On December 31, 2015, we elected to extend the period during which the subscription rights may be exercised so that they will expire if they are not exercised by 4:00 p.m., Central time, on January 25, 2016. All references in the Prospectus to a different time or date for the subscription period to end are hereby amended. In all other respects, the terms of the rights offering remain in effect as set forth in the Prospectus. We may further extend the rights offering period at our election. We may cancel the rights offering for any reason at any time before it expires. If we cancel the rights offering, the subscription agent will return all subscription payments received, without interest or penalty, as soon as practicable.
You should carefully consider whether to exercise your subscription rights before the rights offering expires. All exercises of subscription rights are irrevocable. The purchase of shares of common stock involves a high degree of risk as described in the “Risk Factors” section of the Prospectus.

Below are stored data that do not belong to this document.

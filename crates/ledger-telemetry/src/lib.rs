//! # Ledger Telemetry
//!
//! Logs and metrics for a procurement ledger node.
//!
//! ## Components
//!
//! - **Logs**: `tracing` events rendered by `tracing-subscriber`, either as
//!   human-readable lines or as one JSON object per line for log shippers.
//! - **Metrics**: Prometheus counters and gauges in a crate-global registry,
//!   exposed in text format by the API gateway at `GET /metrics`.
//!
//! ## Usage
//!
//! ```rust,ignore
//! use ledger_telemetry::{init_telemetry, TelemetryConfig};
//!
//! fn main() {
//!     let _guard = init_telemetry(TelemetryConfig::from_env()).expect("telemetry");
//!     // Application code here
//! }
//! ```
//!
//! ## Environment Variables
//!
//! | Variable | Default | Description |
//! |----------|---------|-------------|
//! | `PL_LOG_LEVEL` / `RUST_LOG` | `info` | Log level filter |
//! | `PL_JSON_LOGS` | `true` in containers | JSON log lines |
//! | `PL_CONSOLE_OUTPUT` | `true` | Write logs to stdout |
//! | `PL_SERVICE_NAME` | `procurement-ledger` | Service name attached to logs |

mod config;
mod logging;
pub mod metrics;

pub use config::TelemetryConfig;
pub use logging::init_logging;
pub use metrics::{
    encode_metrics, register_metrics, MetricsHandle, BLOCKS_APPENDED, BLOCKS_RECEIVED,
    CHAIN_HEIGHT, CHAIN_REPLACEMENTS, HEALTH_PROBES, PEERS_ACTIVE, PEERS_KNOWN,
    PEER_DELIVERY_FAILURES, SYNC_CYCLES, SYNC_DURATION, WORKFLOW_TRANSITIONS,
};

use thiserror::Error;

/// Telemetry initialization errors
#[derive(Error, Debug)]
pub enum TelemetryError {
    #[error("Failed to initialize log subscriber: {0}")]
    LoggingInit(String),

    #[error("Failed to initialize Prometheus metrics: {0}")]
    MetricsInit(String),

    #[error("Invalid configuration: {0}")]
    Config(String),
}

/// Install the log subscriber and register every metric.
///
/// Returns a guard to be held for the lifetime of the process.
pub fn init_telemetry(config: TelemetryConfig) -> Result<TelemetryGuard, TelemetryError> {
    let metrics = register_metrics()?;
    init_logging(&config)?;

    tracing::info!(
        service = %config.service_name,
        log_level = %config.log_level,
        json_logs = config.json_logs,
        "Telemetry initialized"
    );

    Ok(TelemetryGuard { _metrics: metrics })
}

/// Keeps telemetry active; logs on shutdown.
pub struct TelemetryGuard {
    _metrics: MetricsHandle,
}

impl Drop for TelemetryGuard {
    fn drop(&mut self) {
        tracing::info!("Shutting down telemetry");
    }
}

/// Increment a counter, optionally selecting label values first.
#[macro_export]
macro_rules! metric_inc {
    ($metric:expr) => {
        $metric.inc()
    };
    ($metric:expr, $labels:expr) => {
        $metric.with_label_values($labels).inc()
    };
}
//! # Background Tasks
//!
//! Periodic peer maintenance. Both loops survive every error and stop only
//! on the shutdown signal.

pub mod periodic;

pub use periodic::{run_health_loop, run_sync_loop};
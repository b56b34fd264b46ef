//! Contract and workflow endpoints.
//!
//! Every state-changing call broadcasts the block it appended to the
//! active peers before answering.

use axum::extract::rejection::JsonRejection;
use axum::extract::{Path, State};
use axum::http::StatusCode;
use axum::Json;
use pl_02_contract_workflow::{
    workflow_steps, AuditObservation, ContractFilter, NewContract, StepDecision, WorkflowStatus,
};
use shared_types::{AdminRole, AuditAction, ContractStatus};
use tracing::info;

use super::parse_contract_id;
use crate::domain::error::ApiResult;
use crate::domain::types::{
    BlockRecordedResponse, ContractCreatedResponse, ContractListResponse,
    FilteredContractsResponse, WorkflowStepsResponse,
};
use crate::metrics::{broadcast_and_count, record_local_block};
use crate::router::AppState;

/// `GET /api/contracts`
pub async fn list_contracts(State(state): State<AppState>) -> Json<ContractListResponse> {
    let contracts = state.workflow.list_contracts(ContractFilter::All);
    Json(ContractListResponse {
        success: true,
        count: contracts.len(),
        data: contracts,
    })
}

/// `POST /api/contracts`
pub async fn create_contract(
    State(state): State<AppState>,
    body: Result<Json<NewContract>, JsonRejection>,
) -> ApiResult<(StatusCode, Json<ContractCreatedResponse>)> {
    let Json(request) = body?;
    let (contract, block) = state.workflow.create_contract(request)?;

    record_local_block(AuditAction::WorkflowInitialized, &block);
    info!(contract_id = %contract.id, block_index = block.index, "Broadcasting new contract");
    let block_index = block.index;
    broadcast_and_count(state.sync.as_ref(), block);

    Ok((
        StatusCode::CREATED,
        Json(ContractCreatedResponse {
            success: true,
            message: "Contract created".to_string(),
            contract_id: contract.id,
            block_index,
        }),
    ))
}

/// `GET /api/workflow/steps`
pub async fn steps() -> Json<WorkflowStepsResponse> {
    Json(WorkflowStepsResponse {
        steps: workflow_steps(),
    })
}

/// `GET /api/contracts/:id/workflow`
pub async fn workflow_status(
    State(state): State<AppState>,
    Path(id): Path<String>,
) -> ApiResult<Json<WorkflowStatus>> {
    let contract_id = parse_contract_id(&id)?;
    Ok(Json(state.workflow.get_workflow_status(contract_id)?))
}

/// `POST /api/contracts/:id/validate-step`
pub async fn validate_step(
    State(state): State<AppState>,
    Path(id): Path<String>,
    body: Result<Json<StepDecision>, JsonRejection>,
) -> ApiResult<Json<BlockRecordedResponse>> {
    let contract_id = parse_contract_id(&id)?;
    let Json(decision) = body?;
    let action = if decision.approved {
        AuditAction::StepApproved
    } else {
        AuditAction::StepRejected
    };
    let block = state.workflow.validate_step(contract_id, decision)?;

    record_local_block(action, &block);
    let response = BlockRecordedResponse::new("Step validated", &block);
    broadcast_and_count(state.sync.as_ref(), block);
    Ok(Json(response))
}

/// `POST /api/contracts/:id/audit`
pub async fn add_audit_observation(
    State(state): State<AppState>,
    Path(id): Path<String>,
    body: Result<Json<AuditObservation>, JsonRejection>,
) -> ApiResult<Json<BlockRecordedResponse>> {
    let contract_id = parse_contract_id(&id)?;
    let Json(observation) = body?;
    let block = state.workflow.add_audit_observation(contract_id, observation)?;

    record_local_block(AuditAction::AuditObservation, &block);
    let response = BlockRecordedResponse::new("Audit observation added", &block);
    broadcast_and_count(state.sync.as_ref(), block);
    Ok(Json(response))
}

/// `GET /api/contracts/by-status/:status`
pub async fn by_status(
    State(state): State<AppState>,
    Path(status): Path<String>,
) -> ApiResult<Json<FilteredContractsResponse>> {
    let status: ContractStatus = status.parse()?;
    Ok(filtered(&state, ContractFilter::Status(status)))
}

/// `GET /api/contracts/by-role/:role`
pub async fn by_role(
    State(state): State<AppState>,
    Path(role): Path<String>,
) -> ApiResult<Json<FilteredContractsResponse>> {
    let role: AdminRole = role.parse()?;
    Ok(filtered(&state, ContractFilter::Role(role)))
}

fn filtered(state: &AppState, filter: ContractFilter) -> Json<FilteredContractsResponse> {
    let contracts = state.workflow.list_contracts(filter);
    Json(FilteredContractsResponse {
        count: contracts.len(),
        contracts,
    })
}
//! Route table and shared handler state.

use axum::routing::{get, post};
use axum::Router;
use pl_02_contract_workflow::WorkflowApi;
use pl_03_peer_sync::SyncApi;
use std::sync::Arc;
use tower_http::trace::TraceLayer;

use crate::domain::config::GatewayConfig;
use crate::handlers::{contracts, p2p, system};
use crate::middleware::create_cors_layer;

/// Application state shared across handlers
#[derive(Clone)]
pub struct AppState {
    pub node_id: Arc<str>,
    pub workflow: Arc<dyn WorkflowApi>,
    pub sync: Arc<dyn SyncApi>,
}

impl AppState {
    pub fn new(
        node_id: impl Into<Arc<str>>,
        workflow: Arc<dyn WorkflowApi>,
        sync: Arc<dyn SyncApi>,
    ) -> Self {
        Self {
            node_id: node_id.into(),
            workflow,
            sync,
        }
    }
}

/// Every route of the node, with CORS and request tracing applied.
pub fn build_router(state: AppState, config: &GatewayConfig) -> Router {
    Router::new()
        // System
        .route("/api/health", get(system::health))
        .route("/api/blocks", get(system::stats))
        .route("/api/stats", get(system::stats))
        .route("/metrics", get(system::metrics))
        // Contracts and workflow
        .route(
            "/api/contracts",
            get(contracts::list_contracts).post(contracts::create_contract),
        )
        .route("/api/workflow/steps", get(contracts::steps))
        .route("/api/contracts/:id/workflow", get(contracts::workflow_status))
        .route("/api/contracts/:id/validate-step", post(contracts::validate_step))
        .route("/api/contracts/:id/audit", post(contracts::add_audit_observation))
        .route("/api/contracts/by-status/:status", get(contracts::by_status))
        .route("/api/contracts/by-role/:role", get(contracts::by_role))
        // Peer-to-peer
        .route("/api/p2p/peers", get(p2p::peers))
        .route("/api/p2p/add-peer", post(p2p::add_peer))
        .route("/api/p2p/get-chain", get(p2p::get_chain))
        .route("/api/p2p/receive-block", post(p2p::receive_block))
        .route("/api/p2p/sync", post(p2p::sync))
        .layer(create_cors_layer(&config.cors))
        .layer(TraceLayer::new_for_http())
        .with_state(state)
}
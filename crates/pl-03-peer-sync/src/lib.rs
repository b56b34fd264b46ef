//! # Peer Sync (pl-03)
//!
//! Replication between ledger nodes: peer bookkeeping, block broadcast,
//! longest-valid-chain reconciliation and liveness probing.
//!
//! ## Architecture
//!
//! ```text
//!                 ┌──────────── SyncService ────────────┐
//!  new block ────→│ broadcast_block ──one task per peer──┼──→ PeerTransport ──→ peers
//!  peer push ────→│ receive_block  ──verify, dedupe──→ LedgerState.accept_block
//!  every 30 s ───→│ sync_with_peers ──fetch (no lock)──→ validate ──→ adopt if longer
//!  every 60 s ───→│ health_check   ──probe all (join)──→ PeerRegistry liveness
//!                 └──────────────────────────────────────┘
//! ```
//!
//! ## Protocol Rules
//!
//! | ID | Rule | Description |
//! |----|------|-------------|
//! | 1 | Longest valid chain | Adopt a peer chain only if strictly longer and valid from its genesis |
//! | 2 | Deduplication | A block already on the chain is a no-op success |
//! | 3 | Failure isolation | A failing peer is marked inactive; others are unaffected |
//! | 4 | Bounded calls | Every peer call is bounded by `SyncConfig::peer_timeout` |
//! | 5 | No lock across I/O | Ledger and peer locks are released before any network call |
//!
//! ## Crate Structure (Hexagonal Architecture)
//!
//! - `domain/` - Peers, reports, errors
//! - `ports/` - `SyncApi` (inbound), `PeerTransport` (outbound)
//! - `service/` - `SyncService`
//! - `adapters/` - `HttpPeerTransport` (feature `http`)
//! - `test_utils` - In-memory network of nodes (feature `test-utils`)

pub mod adapters;
pub mod domain;
pub mod ports;
pub mod service;

#[cfg(any(test, feature = "test-utils"))]
pub mod test_utils;

#[cfg(feature = "http")]
pub use adapters::HttpPeerTransport;
pub use domain::{
    ChainSnapshot, HealthReport, Peer, PeerRegistry, PeerSyncOutcome, PeerSyncResult,
    ReceiveOutcome, SyncConfig, SyncError, SyncReport, TransportError,
};
pub use ports::inbound::SyncApi;
pub use ports::outbound::PeerTransport;
pub use service::SyncService;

The subscription rights are non-transferable. The shares of common stock to be issued upon exercise of the subscription rights will be listed for trading on the NYSE MKT under the symbol “HH.” The last reported sales price of our common stock on December 31, 2015 was $0.061 per share.
This is not an underwritten offering. The shares of common stock are being offered directly by us without the services of an underwriter or selling agent.
|
| | | | | | | | |
| | Per Share | | Total |
Subscription Price | | $ | 0.09 |
| | $ | 4,000,000 |
|
Estimated Expenses | | $ | 0.006 |
| | $ | 250,000 |
|
Proceeds to Us | | $ | 0.084 |
| | $ | 3,750,000 |
|
Neither the Securities and Exchange Commission nor any state securities regulator has approved or disapproved of these securities or determined if this prospectus is accurate or complete. Any representation to the contrary is a criminal offense.
The date of this Prospectus Supplement No. 1 is January 4, 2016.